今日集まっている場所は、保健室だ。なんでも、話すことがあるから集合するようにと、麻木先生からお達しがあったのだ。ドアには外出中の札がかかっているので、他に入ってくる生徒はいない。
「それより、麻ぽん何の用だろうな」
「学校に話つけてくれたんじゃない?」
「だったら、OK出たって連絡するだけでいいだろ。なんでわざわざ集めるんだ」
赤城がオフィスチェアに逆向きに座り、怪訝な顔でくるくると回っていると、出入り口のドアが開いた。
「おう、揃ってるな」
入ってきたのは、相変わらずくたびれた格好の麻木先生と、
「鶴崎先生?」
眼鏡をかけてスーツをきちっと着こなした中年教師だった。
「なんでつるりんまで?」
「赤城、先生をあだ名で呼ぶのはやめないかい?」
つるりんと呼ばれた鶴崎先生は、おっとりと嗜めた。
「大丈夫だって。つるりんがハゲてたら、つるりんって呼んでねえから」
「そういう問題じゃない」
いくらか白いものが混ざってはいるが、フサフサの髪を綺麗に整えたナイスミドルは、苦笑する。情報教科を担当している鶴崎先生は、常に左の薬指の指輪を外さず、職員室の机に奥さんの写真を飾っている愛妻家としても知られている。
「実は、大会の件でちょっとした問題が発生した」
面倒くさそうに、麻木先生がわしわしと寝癖頭を掻いた。
「問題?」
ある美さんに続き今度はなんだと、赤城が不満そうに訊き返す。真青は座っていた診療椅子を鶴崎先生に譲り、ベッドの端に座り直した。

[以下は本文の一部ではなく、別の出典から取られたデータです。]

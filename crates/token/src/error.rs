//! Errors surfaced by [`crate::TokenManager`], matching the refresh-path
//! failure semantics.

use store::TenantId;

#[derive(Debug, thiserror::Error)]
pub enum Error {
    /// The tenant has no refresh token on file; re-registration required.
    #[error("tenant {0} has no refresh token on file")]
    NoRefreshToken(TenantId),

    /// C4 denied the refresh; retry after the given duration.
    #[error("refresh rate-limited, retry after {retry_after:?}")]
    RateLimited { retry_after: std::time::Duration },

    /// C5's breaker is open for this tenant.
    #[error("circuit open for tenant {0}")]
    CircuitOpen(TenantId),

    /// The identity provider rejected the refresh token outright
    /// (`invalid_grant`, `token_revoked`); the tenant has been suspended.
    #[error("refresh permanently failed for tenant {0}: {cause}")]
    Permanent { tenant_id: TenantId, cause: String },

    /// Every retry attempt was exhausted on a transient failure.
    #[error("refresh failed for tenant {tenant_id} after retries: {cause}")]
    Transient { tenant_id: TenantId, cause: String },

    /// The calling context's cancellation token fired while waiting on a
    /// refresh this call did not itself initiate.
    #[error("refresh wait cancelled for tenant {0}")]
    Cancelled(TenantId),

    #[error(transparent)]
    Tenant(#[from] tenant::Error),

    #[error(transparent)]
    Store(#[from] store::Error),

    #[error(transparent)]
    Crypto(#[from] crypto::Error),

    #[error(transparent)]
    RateLimitCoordinator(#[from] ratelimit::Error),

    #[error("refresh task panicked for tenant {0}")]
    TaskPanicked(TenantId),
}

pub type Result<T> = std::result::Result<T, Error>;
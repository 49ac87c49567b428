//! Admin API for tenant management, mounted on the same listener as the
//! data plane and behind the same `X-API-Key` gate (§6). There is no PKCE or
//! authorization-code exchange here: the authorization-code handshake that
//! obtains a refresh token happens out of band, and this surface only
//! accepts the resulting refresh token and registers it.
//!
//! Endpoints:
//! - POST   /admin/tenants              — register a tenant
//! - GET    /admin/tenants/{id}         — fetch tenant metadata (no secrets)
//! - POST   /admin/tenants/{id}/status  — set tenant status
//! - POST   /admin/tenants/{id}/tier    — set tenant rate tier

use std::collections::HashMap;

use axum::Router;
use axum::extract::{Path, State};
use axum::http::{HeaderMap, StatusCode};
use axum::response::IntoResponse;
use axum::routing::{get, post};
use axum::Json;
use serde::Deserialize;
use store::{RateTier, TenantId, TenantStatus};
use tracing::info;

use crate::auth;
use crate::error::Error;
use crate::GatewayState;

pub fn build_admin_router(state: GatewayState) -> Router {
    Router::new()
        .route("/admin/tenants", post(register_tenant))
        .route("/admin/tenants/{id}", get(get_tenant))
        .route("/admin/tenants/{id}/status", post(set_status))
        .route("/admin/tenants/{id}/tier", post(set_tier))
        .with_state(state)
}

#[derive(Debug, Deserialize)]
struct RegisterTenantRequest {
    name: String,
    region: String,
    #[serde(default)]
    tier: Option<RateTier>,
    #[serde(default)]
    metadata: HashMap<String, String>,
    client_id: String,
    client_secret: String,
    refresh_token: String,
    scopes: Vec<String>,
    instance_url: String,
}

/// POST /admin/tenants — registers a tenant from an already-obtained refresh
/// token. Never returns the credentials it was given.
async fn register_tenant(
    State(state): State<GatewayState>,
    headers: HeaderMap,
    Json(body): Json<RegisterTenantRequest>,
) -> Result<impl IntoResponse, Error> {
    auth::check_api_key(&headers, &state.auth_config)?;

    let tenant = state
        .registry
        .register(tenant::RegisterRequest {
            name: body.name,
            region: body.region,
            tier: body.tier.unwrap_or(RateTier::Basic),
            metadata: body.metadata,
            client_id: body.client_id,
            client_secret: body.client_secret,
            refresh_token: body.refresh_token,
            scopes: body.scopes,
            instance_url: body.instance_url,
        })
        .await?;

    info!(tenant_id = %tenant.id, name = tenant.name.as_str(), "tenant registered");
    Ok((StatusCode::CREATED, Json(tenant_view(&tenant))))
}

/// GET /admin/tenants/{id} — tenant metadata only; OAuth credentials are
/// never returned once stored.
async fn get_tenant(
    State(state): State<GatewayState>,
    headers: HeaderMap,
    Path(id): Path<TenantId>,
) -> Result<Json<serde_json::Value>, Error> {
    auth::check_api_key(&headers, &state.auth_config)?;
    let with_config = state.registry.get_tenant(id).await?;
    Ok(Json(tenant_view(&with_config.tenant)))
}

#[derive(Debug, Deserialize)]
struct SetStatusRequest {
    status: TenantStatus,
}

async fn set_status(
    State(state): State<GatewayState>,
    headers: HeaderMap,
    Path(id): Path<TenantId>,
    Json(body): Json<SetStatusRequest>,
) -> Result<StatusCode, Error> {
    auth::check_api_key(&headers, &state.auth_config)?;
    state.registry.update_status(id, body.status).await?;
    Ok(StatusCode::NO_CONTENT)
}

#[derive(Debug, Deserialize)]
struct SetTierRequest {
    tier: RateTier,
}

async fn set_tier(
    State(state): State<GatewayState>,
    headers: HeaderMap,
    Path(id): Path<TenantId>,
    Json(body): Json<SetTierRequest>,
) -> Result<StatusCode, Error> {
    auth::check_api_key(&headers, &state.auth_config)?;
    state.registry.update_tier(id, body.tier).await?;
    Ok(StatusCode::NO_CONTENT)
}

fn tenant_view(tenant: &store::Tenant) -> serde_json::Value {
    serde_json::json!({
        "id": tenant.id,
        "name": tenant.name,
        "region": tenant.region,
        "status": tenant.status,
        "tier": tenant.tier,
        "createdAt": tenant.created_at,
        "updatedAt": tenant.updated_at,
    })
}
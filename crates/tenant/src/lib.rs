//! Tenant registry: register/lookup tenants, decrypt credentials on demand,
//! and cache the assembled view in memory.

mod error;
mod registry;
mod scope;

pub use error::{Error, Result};
pub use registry::{RegisterRequest, Registry, TenantWithConfig};
pub use scope::{WILDCARD_SCOPE, is_valid_scope};
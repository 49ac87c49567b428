//! Rate-limit coordinator (C4): a hard minimum interval and rolling-window
//! cap on token refreshes, plus tiered per-tenant API request budgets.
//!
//! The two halves are independent: [`RefreshCoordinator`] gates calls into
//! the token manager's refresh path; [`RequestBudget`] gates calls into the
//! upstream HTTP client. Neither knows about the other.

mod budget;
mod error;
mod refresh;
mod tiers;

pub use budget::{ReserveDecision, RequestBudget};
pub use error::{Error, Result};
pub use refresh::{RefreshCoordinator, RefreshDecision, RefreshWindowConfig};
pub use tiers::{TierBudget, resolve_tier_budget, tier_defaults};
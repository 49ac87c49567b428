//! The HTTP call to a tenant's identity provider to exchange a refresh token
//! for a new access token. Behind a trait so the refresh algorithm can be
//! exercised against a fake in tests without a live network.

use async_trait::async_trait;
use serde::Deserialize;

/// A successful token-endpoint response.
#[derive(Debug, Clone, Deserialize)]
pub struct RefreshedToken {
    pub access_token: String,
    pub refresh_token: String,
    /// Seconds until the access token expires, relative to the response.
    pub expires_in: u64,
    #[serde(default)]
    pub scope: Option<String>,
}

/// Failure shape from an identity-provider refresh attempt, already reduced
/// to the categories [`retry::classify`] understands.
#[derive(Debug, Clone)]
pub enum IdentityError {
    Transport(String),
    Http { status: u16, body: String },
    ProviderCode(String),
}

impl IdentityError {
    pub fn as_failure(&self) -> retry::Failure {
        match self {
            IdentityError::Transport(_) => retry::Failure::Transport,
            IdentityError::Http { status, .. } => retry::Failure::Http { status: *status },
            IdentityError::ProviderCode(code) => retry::Failure::ProviderCode(code.clone()),
        }
    }
}

impl std::fmt::Display for IdentityError {
    fn fmt(&self, f: &mut std::fmt::Formatter<'_>) -> std::fmt::Result {
        match self {
            IdentityError::Transport(e) => write!(f, "transport error: {e}"),
            IdentityError::Http { status, body } => write!(f, "identity provider returned {status}: {body}"),
            IdentityError::ProviderCode(code) => write!(f, "identity provider error: {code}"),
        }
    }
}

impl std::error::Error for IdentityError {}

/// Abstracts the refresh-token POST to an upstream identity provider.
#[async_trait]
pub trait IdentityClient: Send + Sync {
    async fn refresh(
        &self,
        token_endpoint: &str,
        client_id: &str,
        client_secret: &str,
        refresh_token: &str,
    ) -> Result<RefreshedToken, IdentityError>;
}

#[derive(Debug, Deserialize)]
struct ProviderErrorBody {
    error: String,
}

/// A `reqwest`-backed [`IdentityClient`] posting the standard OAuth2
/// `grant_type=refresh_token` form.
pub struct HttpIdentityClient {
    client: reqwest::Client,
}

impl HttpIdentityClient {
    pub fn new(client: reqwest::Client) -> Self {
        Self { client }
    }
}

#[async_trait]
impl IdentityClient for HttpIdentityClient {
    async fn refresh(
        &self,
        token_endpoint: &str,
        client_id: &str,
        client_secret: &str,
        refresh_token: &str,
    ) -> Result<RefreshedToken, IdentityError> {
        let response = self
            .client
            .post(token_endpoint)
            .form(&[
                ("grant_type", "refresh_token"),
                ("refresh_token", refresh_token),
                ("client_id", client_id),
                ("client_secret", client_secret),
            ])
            .send()
            .await
            .map_err(|e| IdentityError::Transport(e.to_string()))?;

        let status = response.status();
        if status.is_success() {
            return response
                .json::<RefreshedToken>()
                .await
                .map_err(|e| IdentityError::Transport(format!("invalid token response: {e}")));
        }

        let body = response.text().await.unwrap_or_default();
        if let Ok(parsed) = serde_json::from_str::<ProviderErrorBody>(&body) {
            return Err(IdentityError::ProviderCode(parsed.error));
        }
        Err(IdentityError::Http { status: status.as_u16(), body })
    }
}
#[async_trait]
impl Store for PostgresStore {
    async fn register_tenant(&self, new: NewTenant) -> Result<Tenant> {
        let mut tx = self.pool.begin().await?;

        let existing: Option<Uuid> =
            sqlx::query_scalar("SELECT id FROM tenants WHERE name_lower = lower($1)")
                .bind(&new.name)
                .fetch_optional(&mut *tx)
                .await?;
        if existing.is_some() {
            return Err(Error::NameCollision(new.name));
        }

        let id = Uuid::new_v4();
        let now = OffsetDateTime::now_utc();
        let metadata_json = serde_json::to_value(&new.metadata).unwrap_or(serde_json::json!({}));

        sqlx::query(
            "INSERT INTO tenants (id, name, region, status, tier, metadata, created_at, updated_at)
             VALUES ($1, $2, $3, $4, $5, $6, $7, $8)",
        )
        .bind(id)
        .bind(&new.name)
        .bind(&new.region)
        .bind(status_str(TenantStatus::Active))
        .bind(tier_str(new.tier))
        .bind(metadata_json)
        .bind(now)
        .bind(now)
        .execute(&mut *tx)
        .await?;

        sqlx::query(
            "INSERT INTO oauth_configs (tenant_id, client_id_enc, client_secret_enc, refresh_token_enc, scopes, instance_url, scheme_version)
             VALUES ($1, $2, $3, $4, $5, $6, $7)",
        )
        .bind(id)
        .bind(&new.client_id_enc)
        .bind(&new.client_secret_enc)
        .bind(&new.refresh_token_enc)
        .bind(&new.scopes)
        .bind(&new.instance_url)
        .bind(new.scheme_version as i16)
        .execute(&mut *tx)
        .await?;

        tx.commit().await?;

        Ok(Tenant {
            id,
            name: new.name,
            region: new.region,
            status: TenantStatus::Active,
            tier: new.tier,
            metadata: new.metadata,
            created_at: now,
            updated_at: now,
        })
    }

    async fn find_tenant_by_id(&self, id: TenantId) -> Result<Option<Tenant>> {
        let row = sqlx::query("SELECT * FROM tenants WHERE id = $1")
            .bind(id)
            .fetch_optional(&self.pool)
            .await?;
        row.as_ref().map(Self::row_to_tenant).transpose()
    }

    async fn find_tenant_by_name(&self, name: &str) -> Result<Option<Tenant>> {
        let row = sqlx::query("SELECT * FROM tenants WHERE name_lower = lower($1)")
            .bind(name)
            .fetch_optional(&self.pool)
            .await?;
        row.as_ref().map(Self::row_to_tenant).transpose()
    }

    async fn update_tenant_status(&self, id: TenantId, status: TenantStatus) -> Result<()> {
        let result = sqlx::query("UPDATE tenants SET status = $1, updated_at = $2 WHERE id = $3")
            .bind(status_str(status))
            .bind(OffsetDateTime::now_utc())
            .bind(id)
            .execute(&self.pool)
            .await?;
        if result.rows_affected() == 0 {
            return Err(Error::TenantNotFound(id));
        }
        Ok(())
    }

    async fn update_tenant_tier(&self, id: TenantId, tier: RateTier) -> Result<()> {
        let result = sqlx::query("UPDATE tenants SET tier = $1, updated_at = $2 WHERE id = $3")
            .bind(tier_str(tier))
            .bind(OffsetDateTime::now_utc())
            .bind(id)
            .execute(&self.pool)
            .await?;
        if result.rows_affected() == 0 {
            return Err(Error::TenantNotFound(id));
        }
        Ok(())
    }

    async fn update_tenant_metadata(
        &self,
        id: TenantId,
        metadata: HashMap<String, String>,
    ) -> Result<()> {
        let metadata_json = serde_json::to_value(&metadata).unwrap_or(serde_json::json!({}));
        let result = sqlx::query("UPDATE tenants SET metadata = $1, updated_at = $2 WHERE id = $3")
            .bind(metadata_json)
            .bind(OffsetDateTime::now_utc())
            .bind(id)
            .execute(&self.pool)
            .await?;
        if result.rows_affected() == 0 {
            return Err(Error::TenantNotFound(id));
        }
        Ok(())
    }

    async fn list_active_tenants(&self) -> Result<Vec<Tenant>> {
        let rows = sqlx::query("SELECT * FROM tenants WHERE status = 'active'")
            .fetch_all(&self.pool)
            .await?;
        rows.iter().map(Self::row_to_tenant).collect()
    }

    async fn delete_tenant(&self, id: TenantId) -> Result<()> {
        let result = sqlx::query("DELETE FROM tenants WHERE id = $1").bind(id).execute(&self.pool).await?;
        if result.rows_affected() == 0 {
            return Err(Error::TenantNotFound(id));
        }
        Ok(())
    }

    async fn find_oauth_config(&self, tenant_id: TenantId) -> Result<Option<OAuthConfig>> {
        let row = sqlx::query(
            "SELECT tenant_id, client_id_enc, client_secret_enc, refresh_token_enc, scopes, instance_url, scheme_version
             FROM oauth_configs WHERE tenant_id = $1",
        )
        .bind(tenant_id)
        .fetch_optional(&self.pool)
        .await?;

        match row {
            None => Ok(None),
            Some(row) => {
                let scheme_version: i16 = row.try_get("scheme_version")?;
                Ok(Some(OAuthConfig {
                    tenant_id: row.try_get("tenant_id")?,
                    client_id_enc: row.try_get("client_id_enc")?,
                    client_secret_enc: row.try_get("client_secret_enc")?,
                    refresh_token_enc: row.try_get("refresh_token_enc")?,
                    scopes: row.try_get("scopes")?,
                    instance_url: row.try_get("instance_url")?,
                    scheme_version: scheme_version as u8,
                }))
            }
        }
    }

    async fn upsert_oauth_config(&self, config: OAuthConfig) -> Result<()> {
        sqlx::query(
            "INSERT INTO oauth_configs (tenant_id, client_id_enc, client_secret_enc, refresh_token_enc, scopes, instance_url, scheme_version)
             VALUES ($1, $2, $3, $4, $5, $6, $7)
             ON CONFLICT (tenant_id) DO UPDATE SET
                client_id_enc = EXCLUDED.client_id_enc,
                client_secret_enc = EXCLUDED.client_secret_enc,
                refresh_token_enc = EXCLUDED.refresh_token_enc,
                scopes = EXCLUDED.scopes,
                instance_url = EXCLUDED.instance_url,
                scheme_version = EXCLUDED.scheme_version",
        )
        .bind(config.tenant_id)
        .bind(config.client_id_enc)
        .bind(config.client_secret_enc)
        .bind(config.refresh_token_enc)
        .bind(config.scopes)
        .bind(config.instance_url)
        .bind(config.scheme_version as i16)
        .execute(&self.pool)
        .await?;
        Ok(())
    }

    async fn find_stored_token(&self, tenant_id: TenantId) -> Result<Option<StoredToken>> {
        self.find_valid_stored_token_internal(tenant_id, None).await
    }

    async fn find_valid_stored_token(
        &self,
        tenant_id: TenantId,
        now: OffsetDateTime,
    ) -> Result<Option<StoredToken>> {
        self.find_valid_stored_token_internal(tenant_id, Some(now)).await
    }

    async fn upsert_stored_token(&self, token: StoredToken) -> Result<()> {
        sqlx::query(
            "INSERT INTO stored_tokens (tenant_id, access_enc, refresh_enc, expires_at, scopes, last_refreshed, refresh_count)
             VALUES ($1, $2, $3, $4, $5, $6, 1)
             ON CONFLICT (tenant_id) DO UPDATE SET
                access_enc = EXCLUDED.access_enc,
                refresh_enc = EXCLUDED.refresh_enc,
                expires_at = EXCLUDED.expires_at,
                scopes = EXCLUDED.scopes,
                last_refreshed = EXCLUDED.last_refreshed,
                refresh_count = stored_tokens.refresh_count + 1",
        )
        .bind(token.tenant_id)
        .bind(token.access_enc)
        .bind(token.refresh_enc)
        .bind(token.expires_at)
        .bind(token.scopes)
        .bind(token.last_refreshed)
        .execute(&self.pool)
        .await?;
        Ok(())
    }

    /// Overrides the default two-call sequence with a single transaction, so
    /// a crash or dropped connection between the two writes can never leave
    /// a refreshed token without its audit row (or vice versa).
    async fn record_refresh(&self, token: StoredToken, audit: RefreshAudit) -> Result<()> {
        let mut tx = self.pool.begin().await?;

        sqlx::query(
            "INSERT INTO stored_tokens (tenant_id, access_enc, refresh_enc, expires_at, scopes, last_refreshed, refresh_count)
             VALUES ($1, $2, $3, $4, $5, $6, 1)
             ON CONFLICT (tenant_id) DO UPDATE SET
                access_enc = EXCLUDED.access_enc,
                refresh_enc = EXCLUDED.refresh_enc,
                expires_at = EXCLUDED.expires_at,
                scopes = EXCLUDED.scopes,
                last_refreshed = EXCLUDED.last_refreshed,
                refresh_count = stored_tokens.refresh_count + 1",
        )
        .bind(token.tenant_id)
        .bind(token.access_enc)
        .bind(token.refresh_enc)
        .bind(token.expires_at)
        .bind(token.scopes)
        .bind(token.last_refreshed)
        .execute(&mut *tx)
        .await?;

        sqlx::query(
            "INSERT INTO refresh_audits (id, tenant_id, at, outcome, classification, instance_id)
             VALUES ($1, $2, $3, $4, $5, $6)",
        )
        .bind(audit.id)
        .bind(audit.tenant_id)
        .bind(audit.at)
        .bind(outcome_str(audit.outcome))
        .bind(audit.classification)
        .bind(audit.instance_id)
        .execute(&mut *tx)
        .await?;

        tx.commit().await?;
        Ok(())
    }

    async fn delete_expired_tokens(&self, older_than: OffsetDateTime) -> Result<u64> {
        let result = sqlx::query("DELETE FROM stored_tokens WHERE expires_at < $1")
            .bind(older_than)
            .execute(&self.pool)
            .await?;
        Ok(result.rows_affected())
    }

    async fn token_statistics(&self, now: OffsetDateTime) -> Result<TokenStatistics> {
        let row = sqlx::query(
            "SELECT count(*) AS total, count(*) FILTER (WHERE expires_at > $1) AS valid FROM stored_tokens",
        )
        .bind(now)
        .fetch_one(&self.pool)
        .await?;
        let total: i64 = row.try_get("total")?;
        let valid: i64 = row.try_get("valid")?;
        Ok(TokenStatistics {
            total_tokens: total as u64,
            valid_tokens: valid as u64,
            expired_tokens: (total - valid) as u64,
        })
    }

    async fn append_refresh_audit(&self, audit: RefreshAudit) -> Result<()> {
        sqlx::query(
            "INSERT INTO refresh_audits (id, tenant_id, at, outcome, classification, instance_id)
             VALUES ($1, $2, $3, $4, $5, $6)",
        )
        .bind(audit.id)
        .bind(audit.tenant_id)
        .bind(audit.at)
        .bind(outcome_str(audit.outcome))
        .bind(audit.classification)
        .bind(audit.instance_id)
        .execute(&self.pool)
        .await?;
        Ok(())
    }

    async fn query_refresh_audits(
        &self,
        tenant_id: TenantId,
        since: OffsetDateTime,
        now: OffsetDateTime,
    ) -> Result<Vec<RefreshAudit>> {
        let rows = sqlx::query(
            "SELECT id, tenant_id, at, outcome, classification, instance_id FROM refresh_audits
             WHERE tenant_id = $1 AND at >= $2 AND at <= $3 ORDER BY at ASC",
        )
        .bind(tenant_id)
        .bind(since)
        .bind(now)
        .fetch_all(&self.pool)
        .await?;

        rows.iter()
            .map(|row| {
                let outcome: String = row.try_get("outcome")?;
                Ok(RefreshAudit {
                    id: row.try_get("id")?,
                    tenant_id: row.try_get("tenant_id")?,
                    at: row.try_get("at")?,
                    outcome: parse_outcome(&outcome)?,
                    classification: row.try_get("classification")?,
                    instance_id: row.try_get("instance_id")?,
                })
            })
            .collect()
    }
}
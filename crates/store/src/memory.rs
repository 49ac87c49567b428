//! In-memory [`Store`] implementation used by tests and by single-instance
//! deployments that do not need cross-process coordination.

use crate::error::{Error, Result};
use crate::traits::Store;
use crate::types::{
    NewTenant, OAuthConfig, RefreshAudit, RateTier, StoredToken, Tenant, TenantId, TenantStatus,
    TokenStatistics,
};
use async_trait::async_trait;
use std::collections::HashMap;
use std::sync::RwLock;
use time::OffsetDateTime;
use uuid::Uuid;

#[derive(Default)]
struct Inner {
    tenants: HashMap<TenantId, Tenant>,
    oauth_configs: HashMap<TenantId, OAuthConfig>,
    stored_tokens: HashMap<TenantId, StoredToken>,
    refresh_audits: Vec<RefreshAudit>,
}

/// A process-local, lock-guarded store. Not shared across instances.
pub struct InMemoryStore {
    inner: RwLock<Inner>,
}

impl Default for InMemoryStore {
    fn default() -> Self {
        Self::new()
    }
}

impl InMemoryStore {
    pub fn new() -> Self {
        Self { inner: RwLock::new(Inner::default()) }
    }
}

#[async_trait]
impl Store for InMemoryStore {
    async fn register_tenant(&self, new: NewTenant) -> Result<Tenant> {
        let mut inner = self.inner.write().unwrap();

        let collides = inner.tenants.values().any(|t| t.name.eq_ignore_ascii_case(&new.name));
        if collides {
            return Err(Error::NameCollision(new.name));
        }

        let now = OffsetDateTime::now_utc();
        let tenant = Tenant {
            id: Uuid::new_v4(),
            name: new.name,
            region: new.region,
            status: TenantStatus::Active,
            tier: new.tier,
            metadata: new.metadata,
            created_at: now,
            updated_at: now,
        };

        inner.oauth_configs.insert(
            tenant.id,
            OAuthConfig {
                tenant_id: tenant.id,
                client_id_enc: new.client_id_enc,
                client_secret_enc: new.client_secret_enc,
                refresh_token_enc: new.refresh_token_enc,
                scopes: new.scopes,
                instance_url: new.instance_url,
                scheme_version: new.scheme_version,
            },
        );
        inner.tenants.insert(tenant.id, tenant.clone());

        Ok(tenant)
    }

    async fn find_tenant_by_id(&self, id: TenantId) -> Result<Option<Tenant>> {
        Ok(self.inner.read().unwrap().tenants.get(&id).cloned())
    }

    async fn find_tenant_by_name(&self, name: &str) -> Result<Option<Tenant>> {
        Ok(self
            .inner
            .read()
            .unwrap()
            .tenants
            .values()
            .find(|t| t.name.eq_ignore_ascii_case(name))
            .cloned())
    }

    async fn update_tenant_status(&self, id: TenantId, status: TenantStatus) -> Result<()> {
        let mut inner = self.inner.write().unwrap();
        let tenant = inner.tenants.get_mut(&id).ok_or(Error::TenantNotFound(id))?;
        tenant.status = status;
        tenant.updated_at = OffsetDateTime::now_utc();
        Ok(())
    }

    async fn update_tenant_tier(&self, id: TenantId, tier: RateTier) -> Result<()> {
        let mut inner = self.inner.write().unwrap();
        let tenant = inner.tenants.get_mut(&id).ok_or(Error::TenantNotFound(id))?;
        tenant.tier = tier;
        tenant.updated_at = OffsetDateTime::now_utc();
        Ok(())
    }

    async fn update_tenant_metadata(
        &self,
        id: TenantId,
        metadata: HashMap<String, String>,
    ) -> Result<()> {
        let mut inner = self.inner.write().unwrap();
        let tenant = inner.tenants.get_mut(&id).ok_or(Error::TenantNotFound(id))?;
        tenant.metadata = metadata;
        tenant.updated_at = OffsetDateTime::now_utc();
        Ok(())
    }

    async fn list_active_tenants(&self) -> Result<Vec<Tenant>> {
        Ok(self
            .inner
            .read()
            .unwrap()
            .tenants
            .values()
            .filter(|t| t.status == TenantStatus::Active)
            .cloned()
            .collect())
    }

    async fn delete_tenant(&self, id: TenantId) -> Result<()> {
        let mut inner = self.inner.write().unwrap();
        if inner.tenants.remove(&id).is_none() {
            return Err(Error::TenantNotFound(id));
        }
        inner.oauth_configs.remove(&id);
        inner.stored_tokens.remove(&id);
        inner.refresh_audits.retain(|a| a.tenant_id != id);
        Ok(())
    }

    async fn find_oauth_config(&self, tenant_id: TenantId) -> Result<Option<OAuthConfig>> {
        Ok(self.inner.read().unwrap().oauth_configs.get(&tenant_id).cloned())
    }

    async fn upsert_oauth_config(&self, config: OAuthConfig) -> Result<()> {
        self.inner.write().unwrap().oauth_configs.insert(config.tenant_id, config);
        Ok(())
    }

    async fn find_stored_token(&self, tenant_id: TenantId) -> Result<Option<StoredToken>> {
        Ok(self.inner.read().unwrap().stored_tokens.get(&tenant_id).cloned())
    }

    async fn find_valid_stored_token(
        &self,
        tenant_id: TenantId,
        now: OffsetDateTime,
    ) -> Result<Option<StoredToken>> {
        Ok(self
            .inner
            .read()
            .unwrap()
            .stored_tokens
            .get(&tenant_id)
            .filter(|t| t.expires_at > now)
            .cloned())
    }

    async fn upsert_stored_token(&self, mut token: StoredToken) -> Result<()> {
        let mut inner = self.inner.write().unwrap();
        if let Some(existing) = inner.stored_tokens.get(&token.tenant_id) {
            token.refresh_count = existing.refresh_count + 1;
        } else {
            token.refresh_count = token.refresh_count.max(1);
        }
        inner.stored_tokens.insert(token.tenant_id, token);
        Ok(())
    }

    async fn delete_expired_tokens(&self, older_than: OffsetDateTime) -> Result<u64> {
        let mut inner = self.inner.write().unwrap();
        let before = inner.stored_tokens.len();
        inner.stored_tokens.retain(|_, t| t.expires_at >= older_than);
        Ok((before - inner.stored_tokens.len()) as u64)
    }

    async fn token_statistics(&self, now: OffsetDateTime) -> Result<TokenStatistics> {
        let inner = self.inner.read().unwrap();
        let total_tokens = inner.stored_tokens.len() as u64;
        let valid_tokens = inner.stored_tokens.values().filter(|t| t.expires_at > now).count() as u64;
        Ok(TokenStatistics { total_tokens, valid_tokens, expired_tokens: total_tokens - valid_tokens })
    }

    async fn append_refresh_audit(&self, audit: RefreshAudit) -> Result<()> {
        self.inner.write().unwrap().refresh_audits.push(audit);
        Ok(())
    }

    async fn query_refresh_audits(
        &self,
        tenant_id: TenantId,
        since: OffsetDateTime,
        now: OffsetDateTime,
    ) -> Result<Vec<RefreshAudit>> {
        let mut rows: Vec<RefreshAudit> = self
            .inner
            .read()
            .unwrap()
            .refresh_audits
            .iter()
            .filter(|a| a.tenant_id == tenant_id && a.at >= since && a.at <= now)
            .cloned()
            .collect();
        rows.sort_by_key(|a| a.at);
        Ok(rows)
    }
}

「うちのパソコン部からも、同じ大会に出たいって申請があってるんだよ」
「ええっ?!」
そうだ、鶴崎先生はパソコン部の顧問だった。一年の始め、部活見学に行った際にとーすとをプレイしている部員が数名いたことも、同時に思い出す。
「出場すること自体は問題なく許可されたのによ。大会の規定に引っかかるとはなあ」
今回の大会は、学校名の出る学生大会を銘打っている都合なのか、大会規定の一つに『一学校一チームのみ』という規定があるのだ。腕を組んで頭の痛そうな顔をしている麻木先生は、赤城をオフィスチェアから追い払い、どかっと座った。場所を取られた赤城は、口を尖らせながら真青の隣に移動した。
「どっちかが辞退しなくちゃいけないってことですか?」
俺が訊ねると、麻木先生が鼻で笑った。
「お前ら、絶対引かないだろ?」
「そりゃそうだろ。こっちは活動意義がそれ一本なんだから」
真青に至っては、優勝したら部費を増やしてもらえるかも!などと宣っていたくらいだ。無邪気かと思えば、ちゃっかりしている。
「と言っても、パソコン部の子もね、楽しみにしてるんだよ。どうしたもんかねえ」
柔和な顔に困った表情を浮かべて、鶴崎先生は盆の窪をさすった。生徒思いの良い先生だ、どちらにも出場させてやりたいというのが本音なのだろう。うーん、と全員で一様に唸る。そして鶴崎先生が、物は試しと提案した。
「両方から上手い子を二人ずつ出して、混成チームなんていう妥協はできないかい?」
すると、真青が顔を上げた。
「そしたら、私があぶれちゃう!」
「だな。真っ先にお前が候補から落ちるな」
「自分で言ったけど、巧から言われるとムカつくなあ」
むー、と口を尖らせるが、粗の目立つ真青よりも赤城のほうが戦い方が上手いのは明らかだった。俺は二人にくろす以外で対人戦を見せたことはないが、アイオラドラゴンの件で妙な信頼を得ている。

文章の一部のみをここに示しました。